Task details:
How many lines in this data contain the string "DedupConfig"? Reply with the number only.

################

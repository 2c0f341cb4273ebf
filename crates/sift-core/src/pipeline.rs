//! End-to-end message pipeline
//!
//! Thin façade over the classifier and the duplicate checker: one call
//! takes a `(message, sender, timestamp)` triple plus the host's store and
//! returns either a fresh transaction for the host to persist, or nothing.

use tracing::debug;

use crate::classify::Classifier;
use crate::dedup::{DedupConfig, DuplicateChecker, TransactionStore};
use crate::error::Result;
use crate::models::Transaction;

/// Classify → extract → duplicate-check, as one synchronous call
///
/// Shared resources (pattern registry, fingerprint cache) are built once
/// here and safe for concurrent workers.
pub struct Pipeline {
    classifier: Classifier,
    checker: DuplicateChecker,
}

impl Pipeline {
    pub fn new() -> Result<Self> {
        Ok(Self {
            classifier: Classifier::new()?,
            checker: DuplicateChecker::new(),
        })
    }

    pub fn with_config(config: DedupConfig) -> Result<Self> {
        Ok(Self {
            classifier: Classifier::new()?,
            checker: DuplicateChecker::with_config(config),
        })
    }

    pub fn classifier(&self) -> &Classifier {
        &self.classifier
    }

    pub fn checker(&self) -> &DuplicateChecker {
        &self.checker
    }

    /// Process one inbound message
    ///
    /// `Ok(None)` means the message was rejected or is a duplicate — both
    /// expected, frequent outcomes. `Ok(Some(tx))` hands the host a fresh
    /// transaction to persist. `Err` only on store failure, which the
    /// caller must not treat as "not a duplicate".
    pub fn classify(
        &self,
        message: &str,
        sender: &str,
        timestamp_millis: i64,
        store: &dyn TransactionStore,
    ) -> Result<Option<Transaction>> {
        let Some(candidate) = self.classifier.parse(message, sender, timestamp_millis) else {
            return Ok(None);
        };

        if self.checker.is_duplicate(&candidate, store)? {
            debug!(fingerprint = %candidate.fingerprint, "suppressed duplicate");
            return Ok(None);
        }

        Ok(Some(candidate))
    }
}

################

Your solution:
2